(Exercise inputs begins)

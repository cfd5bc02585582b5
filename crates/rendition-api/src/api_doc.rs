//! OpenAPI documentation.

use utoipa::OpenApi;

use crate::error;
use crate::handlers;
use rendition_core::{models, renditions};

/// Returns the OpenAPI spec served at `/api/openapi.json`.
pub fn get_openapi_spec() -> utoipa::openapi::OpenApi {
    ApiDoc::openapi()
}

#[derive(OpenApi)]
#[openapi(
    info(
        title = "Rendition API",
        version = "0.1.0",
        description = "Direct-upload credentials and discovery of derived image renditions. Upload bytes go straight to object storage; discovery reports which renditions exist, each with a time-limited read URL."
    ),
    paths(
        handlers::credential::issue_credential,
        handlers::discovery::discover,
    ),
    components(
        schemas(
            models::CredentialRequest,
            models::UploadCredential,
            models::DiscoveryResult,
            models::RenditionsBySize,
            models::ArtifactEntry,
            renditions::RenditionFormat,
            renditions::RenditionSize,
            error::ErrorResponse,
        )
    ),
    tags(
        (name = "uploads", description = "Direct-upload credential issuance"),
        (name = "discovery", description = "Discovery of the original and its renditions")
    )
)]
pub struct ApiDoc;
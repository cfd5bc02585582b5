//! Configuration validation
//!
//! Validates critical configuration values at startup to catch misconfigurations early.

use anyhow::Result;
use rendition_core::Config;

/// Validate critical configuration values
///
/// Runs the checks owned by `Config` and adds the ones that only matter for the
/// HTTP server.
pub fn validate_config(config: &Config) -> Result<()> {
    config.validate()?;

    // Validate production mode detection
    let env_var = std::env::var("ENVIRONMENT")
        .or_else(|_| std::env::var("APP_ENV"))
        .ok();
    if config.is_production() && env_var.is_none() {
        tracing::warn!(
            "Production mode detected but ENVIRONMENT/APP_ENV not set - error details may leak"
        );
    }

    if config.server_port == 0 {
        return Err(anyhow::anyhow!("PORT cannot be 0"));
    }

    if config.storage.input_bucket == config.storage.output_bucket {
        tracing::warn!(
            bucket = %config.storage.input_bucket,
            "Input and output buckets are the same - renditions and originals share a namespace"
        );
    }

    tracing::info!("Configuration validation passed");
    Ok(())
}
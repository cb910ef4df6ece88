use crate::error::Result;
use crate::models::ScaledTemperature;
use crate::processors::{AggregateTable, Slot};
use std::io::Write;

#[derive(Debug, Clone, PartialEq, Eq)]
pub struct ReportEntry<'a> {
    pub name: &'a [u8],
    pub min: ScaledTemperature,
    pub mean: ScaledTemperature,
    pub max: ScaledTemperature,
}

/// Final per-station lines in ascending byte order of station name.
#[derive(Debug, Clone, Default)]
pub struct Report<'a> {
    entries: Vec<ReportEntry<'a>>,
}

impl<'a> Report<'a> {
    pub fn entries(&self) -> &[ReportEntry<'a>] {
        &self.entries
    }

    pub fn len(&self) -> usize {
        self.entries.len()
    }

    pub fn is_empty(&self) -> bool {
        self.entries.is_empty()
    }

    /// Write `name;min;mean;max\n` per station.
    pub fn write_to<W: Write>(&self, writer: &mut W) -> Result<()> {
        for entry in &self.entries {
            writer.write_all(entry.name)?;
            writeln!(writer, ";{};{};{}", entry.min, entry.mean, entry.max)?;
        }
        Ok(())
    }

    pub fn to_bytes(&self) -> Result<Vec<u8>> {
        let mut out = Vec::with_capacity(self.entries.len() * 32);
        self.write_to(&mut out)?;
        Ok(out)
    }
}

pub struct ReportBuilder;

impl ReportBuilder {
    /// Sort occupied slots by name bytes and resolve them into report lines.
    ///
    /// The mean is the truncating integer mean of the scaled values, so it is
    /// cut toward zero at the tenths digit rather than rounded.
    pub fn build<'a>(table: &AggregateTable<'a>) -> Report<'a> {
        let buffer = table.buffer();

        let mut slots: Vec<&Slot> = table.slots().collect();
        slots.sort_unstable_by(|a, b| a.key.cmp_bytes(buffer, &b.key, buffer));

        let entries = slots
            .into_iter()
            .map(|slot| ReportEntry {
                name: slot.key.resolve(buffer),
                min: slot.stats.min,
                mean: slot.stats.mean(),
                max: slot.stats.max,
            })
            .collect();

        Report { entries }
    }
}

#[cfg(test)]
mod tests {
    use super::*;
    use crate::processors::Worker;
    use pretty_assertions::assert_eq;

    fn report_text(input: &'static [u8]) -> String {
        let table = Worker::new(0, input, 0..input.len(), 64).run().unwrap();
        let bytes = ReportBuilder::build(&table).to_bytes().unwrap();
        String::from_utf8(bytes).unwrap()
    }

    #[test]
    fn test_report_example() {
        assert_eq!(
            report_text(b"Hamburg;12.3\nHamburg;10.0\nBerlin;-2.5\n"),
            "Berlin;-2.5;-2.5;-2.5\nHamburg;10.0;11.1;12.3\n"
        );
    }

    #[test]
    fn test_report_negative_mean() {
        assert_eq!(report_text(b"X;-1.0\nX;-2.0\n"), "X;-2.0;-1.5;-1.0\n");
    }

    #[test]
    fn test_report_prefix_orders_first() {
        assert_eq!(
            report_text(b"AB;1.0\nA;2.0\nB;0.0\n"),
            "A;2.0;2.0;2.0\nAB;1.0;1.0;1.0\nB;0.0;0.0;0.0\n"
        );
    }

    #[test]
    fn test_report_orders_by_bytes_not_locale() {
        let text = report_text("b;1.0\nZ;1.0\nÅ;1.0\na;1.0\n".as_bytes());
        let names: Vec<&str> = text
            .lines()
            .map(|line| line.split(';').next().unwrap())
            .collect();
        assert_eq!(names, vec!["Z", "a", "b", "Å"]);
    }

    #[test]
    fn test_report_mean_between_bounds() {
        let input = b"S;-0.3\nS;0.4\nS;-0.2\n";
        let table = Worker::new(0, input, 0..input.len(), 8).run().unwrap();
        let report = ReportBuilder::build(&table);
        let entry = &report.entries()[0];

        assert!(entry.min <= entry.mean && entry.mean <= entry.max);
        assert_eq!(entry.mean, ScaledTemperature::new(0));
    }

    #[test]
    fn test_empty_report() {
        let table = AggregateTable::new(b"", 4);
        let report = ReportBuilder::build(&table);
        assert!(report.is_empty());
        assert!(report.to_bytes().unwrap().is_empty());
    }
}
use crate::error::Result;
use crate::processors::AggregateTable;
use tracing::debug;

/// Folds per-worker tables into one.
///
/// Every table comes from the same buffer and slot count, so a station sits
/// at the same slot index in each table unless probing displaced it there;
/// `merge_slot` finds it either way.
pub struct MergeReducer<'a> {
    buffer: &'a [u8],
    table_capacity: usize,
}

impl<'a> MergeReducer<'a> {
    pub fn new(buffer: &'a [u8], table_capacity: usize) -> Self {
        Self {
            buffer,
            table_capacity,
        }
    }

    /// Consume all tables. The result does not depend on their order.
    pub fn reduce(&self, tables: Vec<AggregateTable<'a>>) -> Result<AggregateTable<'a>> {
        let mut tables = tables.into_iter();
        let Some(mut merged) = tables.next() else {
            return Ok(AggregateTable::new(self.buffer, self.table_capacity));
        };

        for (index, table) in tables.enumerate() {
            Self::merge_into(&mut merged, table)?;
            debug!(merged_tables = index + 2, stations = merged.len(), "merged worker table");
        }

        Ok(merged)
    }

    pub fn merge_into(destination: &mut AggregateTable<'a>, source: AggregateTable<'a>) -> Result<()> {
        debug_assert!(std::ptr::eq(destination.buffer(), source.buffer()));
        for slot in source.slots() {
            destination.merge_slot(slot)?;
        }
        Ok(())
    }
}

(Exercise inputs ends)

■ Exercise requirements
Repeat the entries shown above, every one, word for word.

■ Solution
repository cfd5bc02585582b5
filename crates/rendition-api/src/api_doc.rs
//! OpenAPI documentation.

use utoipa::OpenApi;

use crate::error;
use crate::handlers;
use rendition_core::{models, renditions};

/// Returns the OpenAPI spec served at `/api/openapi.json`.
pub fn get_openapi_spec() -> utoipa::openapi::OpenApi {
    ApiDoc::openapi()
}

#[derive(OpenApi)]
#[openapi(
    info(
        title = "Rendition API",
        version = "0.1.0",
        description = "Direct-upload credentials and discovery of derived image renditions. Upload bytes go straight to object storage; discovery reports which renditions exist, each with a time-limited read URL."
    ),
    paths(
        handlers::credential::issue_credential,
        handlers::discovery::discover,
    ),
    components(
        schemas(
            models::CredentialRequest,
            models::UploadCredential,
            models::DiscoveryResult,
            models::RenditionsBySize,
            models::ArtifactEntry,
            renditions::RenditionFormat,
            renditions::RenditionSize,
            error::ErrorResponse,
        )
    ),
    tags(
        (name = "uploads", description = "Direct-upload credential issuance"),
        (name = "discovery", description = "Discovery of the original and its renditions")
    )
)]
pub struct ApiDoc;
repository cfd5bc02585582b5
//! Configuration validation
//!
//! Validates critical configuration values at startup to catch misconfigurations early.

use anyhow::Result;
use rendition_core::Config;

/// Validate critical configuration values
///
/// Runs the checks owned by `Config` and adds the ones that only matter for the
/// HTTP server.
pub fn validate_config(config: &Config) -> Result<()> {
    config.validate()?;

    // Validate production mode detection
    let env_var = std::env::var("ENVIRONMENT")
        .or_else(|_| std::env::var("APP_ENV"))
        .ok();
    if config.is_production() && env_var.is_none() {
        tracing::warn!(
            "Production mode detected but ENVIRONMENT/APP_ENV not set - error details may leak"
        );
    }

    if config.server_port == 0 {
        return Err(anyhow::anyhow!("PORT cannot be 0"));
    }

    if config.storage.input_bucket == config.storage.output_bucket {
        tracing::warn!(
            bucket = %config.storage.input_bucket,
            "Input and output buckets are the same - renditions and originals share a namespace"
        );
    }

    tracing::info!("Configuration validation passed");
    Ok(())
}
repository cb910ef4df6ece88
use crate::error::Result;
use crate::models::ScaledTemperature;
use crate::processors::{AggregateTable, Slot};
use std::io::Write;

#[derive(Debug, Clone, PartialEq, Eq)]
pub struct ReportEntry<'a> {
    pub name: &'a [u8],
    pub min: ScaledTemperature,
    pub mean: ScaledTemperature,
    pub max: ScaledTemperature,
}

/// Final per-station lines in ascending byte order of station name.
#[derive(Debug, Clone, Default)]
pub struct Report<'a> {
    entries: Vec<ReportEntry<'a>>,
}

impl<'a> Report<'a> {
    pub fn entries(&self) -> &[ReportEntry<'a>] {
        &self.entries
    }

    pub fn len(&self) -> usize {
        self.entries.len()
    }

    pub fn is_empty(&self) -> bool {
        self.entries.is_empty()
    }

    /// Write `name;min;mean;max\n` per station.
    pub fn write_to<W: Write>(&self, writer: &mut W) -> Result<()> {
        for entry in &self.entries {
            writer.write_all(entry.name)?;
            writeln!(writer, ";{};{};{}", entry.min, entry.mean, entry.max)?;
        }
        Ok(())
    }

    pub fn to_bytes(&self) -> Result<Vec<u8>> {
        let mut out = Vec::with_capacity(self.entries.len() * 32);
        self.write_to(&mut out)?;
        Ok(out)
    }
}

pub struct ReportBuilder;

impl ReportBuilder {
    /// Sort occupied slots by name bytes and resolve them into report lines.
    ///
    /// The mean is the truncating integer mean of the scaled values, so it is
    /// cut toward zero at the tenths digit rather than rounded.
    pub fn build<'a>(table: &AggregateTable<'a>) -> Report<'a> {
        let buffer = table.buffer();

        let mut slots: Vec<&Slot> = table.slots().collect();
        slots.sort_unstable_by(|a, b| a.key.cmp_bytes(buffer, &b.key, buffer));

        let entries = slots
            .into_iter()
            .map(|slot| ReportEntry {
                name: slot.key.resolve(buffer),
                min: slot.stats.min,
                mean: slot.stats.mean(),
                max: slot.stats.max,
            })
            .collect();

        Report { entries }
    }
}

#[cfg(test)]
mod tests {
    use super::*;
    use crate::processors::Worker;
    use pretty_assertions::assert_eq;

    fn report_text(input: &'static [u8]) -> String {
        let table = Worker::new(0, input, 0..input.len(), 64).run().unwrap();
        let bytes = ReportBuilder::build(&table).to_bytes().unwrap();
        String::from_utf8(bytes).unwrap()
    }

    #[test]
    fn test_report_example() {
        assert_eq!(
            report_text(b"Hamburg;12.3\nHamburg;10.0\nBerlin;-2.5\n"),
            "Berlin;-2.5;-2.5;-2.5\nHamburg;10.0;11.1;12.3\n"
        );
    }

    #[test]
    fn test_report_negative_mean() {
        assert_eq!(report_text(b"X;-1.0\nX;-2.0\n"), "X;-2.0;-1.5;-1.0\n");
    }

    #[test]
    fn test_report_prefix_orders_first() {
        assert_eq!(
            report_text(b"AB;1.0\nA;2.0\nB;0.0\n"),
            "A;2.0;2.0;2.0\nAB;1.0;1.0;1.0\nB;0.0;0.0;0.0\n"
        );
    }

    #[test]
    fn test_report_orders_by_bytes_not_locale() {
        let text = report_text("b;1.0\nZ;1.0\nÅ;1.0\na;1.0\n".as_bytes());
        let names: Vec<&str> = text
            .lines()
            .map(|line| line.split(';').next().unwrap())
            .collect();
        assert_eq!(names, vec!["Z", "a", "b", "Å"]);
    }

    #[test]
    fn test_report_mean_between_bounds() {
        let input = b"S;-0.3\nS;0.4\nS;-0.2\n";
        let table = Worker::new(0, input, 0..input.len(), 8).run().unwrap();
        let report = ReportBuilder::build(&table);
        let entry = &report.entries()[0];

        assert!(entry.min <= entry.mean && entry.mean <= entry.max);
        assert_eq!(entry.mean, ScaledTemperature::new(0));
    }

    #[test]
    fn test_empty_report() {
        let table = AggregateTable::new(b"", 4);
        let report = ReportBuilder::build(&table);
        assert!(report.is_empty());
        assert!(report.to_bytes().unwrap().is_empty());
    }
}
use crate::error::Result;
use crate::processors::AggregateTable;
use tracing::debug;

/// Folds per-worker tables into one.
///
/// Every table comes from the same buffer and slot count, so a station sits
/// at the same slot index in each table unless probing displaced it there;
/// `merge_slot` finds it either way.
pub struct MergeReducer<'a> {
    buffer: &'a [u8],
    table_capacity: usize,
}

impl<'a> MergeReducer<'a> {
    pub fn new(buffer: &'a [u8], table_capacity: usize) -> Self {
        Self {
            buffer,
            table_capacity,
        }
    }

    /// Consume all tables. The result does not depend on their order.
    pub fn reduce(&self, tables: Vec<AggregateTable<'a>>) -> Result<AggregateTable<'a>> {
        let mut tables = tables.into_iter();
        let Some(mut merged) = tables.next() else {
            return Ok(AggregateTable::new(self.buffer, self.table_capacity));
        };

        for (index, table) in tables.enumerate() {
            Self::merge_into(&mut merged, table)?;
            debug!(merged_tables = index + 2, stations = merged.len(), "merged worker table");
        }

        Ok(merged)
    }

    pub fn merge_into(destination: &mut AggregateTable<'a>, source: AggregateTable<'a>) -> Result<()> {
        debug_assert!(std::ptr::eq(destination.buffer(), source.buffer()));
        for slot in source.slots() {
            destination.merge_slot(slot)?;
        }
        Ok(())
    }
}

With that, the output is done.